//! Report rendering with a Jinja-style template.
//!
//! Templates see `org`, `date`, `status` (a list of `[name, "OK" | "NOT OK"]`
//! pairs), `outcomes` (name, status, error, saved_to), `aborted`, `skipped`
//! and `undispatched`.

use std::path::Path;

use minijinja::{Environment, context};

use crate::backup::RunReport;
use crate::error::ReportError;

/// Render `report` with the template at `path`.
pub fn render_file(path: &Path, report: &RunReport) -> Result<String, ReportError> {
    let source = std::fs::read_to_string(path).map_err(|source| ReportError::Read {
        path: path.to_path_buf(),
        source,
    })?;
    render(&source, report)
}

/// Render `report` with template source text.
pub fn render(source: &str, report: &RunReport) -> Result<String, ReportError> {
    let env = Environment::new();
    let rendered = env.render_str(
        source,
        context! {
            org => &report.org,
            date => &report.date,
            status => report.status_pairs(),
            outcomes => &report.outcomes,
            aborted => &report.aborted,
            skipped => &report.skipped,
            undispatched => &report.undispatched,
        },
    )?;
    Ok(rendered)
}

────────────────────────────────────────

Task directions: When a line in the material above contains the word "outcomes", copy that line out.

The answer:
//! pairs), `outcomes` (name, status, error, saved_to), `aborted`, `skipped`
            outcomes => &report.outcomes,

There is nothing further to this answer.